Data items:
········
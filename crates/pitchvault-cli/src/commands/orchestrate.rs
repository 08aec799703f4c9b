use pitchvault_core::{Orchestrator, ResolvedConfig, RunRequest, Season};

use crate::cli::OrchestrateArgs;
use crate::error::CliError;

use super::CommandResult;

pub async fn run(
    args: &OrchestrateArgs,
    config: &ResolvedConfig,
    orchestrator: &Orchestrator,
) -> Result<CommandResult, CliError> {
    let seasons = args
        .seasons
        .iter()
        .map(|value| Season::parse(value))
        .collect::<Result<Vec<_>, _>>()?;

    let request = RunRequest::from_selection(
        config,
        "orchestrate",
        &args.selection.sources,
        &args.selection.leagues,
        seasons,
        !args.no_skip_completed,
    )?;

    let summary = orchestrator.run(&request).await?;
    Ok(CommandResult {
        failed_units: summary.totals.failed,
        data: serde_json::to_value(&summary)?,
    })
}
········
• [Requirement]
An exact repeat of all the records is required.

• [Finished task]
filename crates/pitchvault-cli/src/commands/orchestrate.rs
repository 08aec799703f4c9b
use pitchvault_core::{Orchestrator, ResolvedConfig, RunRequest, Season};

use crate::cli::OrchestrateArgs;
use crate::error::CliError;

use super::CommandResult;

pub async fn run(
    args: &OrchestrateArgs,
    config: &ResolvedConfig,
    orchestrator: &Orchestrator,
) -> Result<CommandResult, CliError> {
    let seasons = args
        .seasons
        .iter()
        .map(|value| Season::parse(value))
        .collect::<Result<Vec<_>, _>>()?;

    let request = RunRequest::from_selection(
        config,
        "orchestrate",
        &args.selection.sources,
        &args.selection.leagues,
        seasons,
        !args.no_skip_completed,
    )?;

    let summary = orchestrator.run(&request).await?;
    Ok(CommandResult {
        failed_units: summary.totals.failed,
        data: serde_json::to_value(&summary)?,
    })
}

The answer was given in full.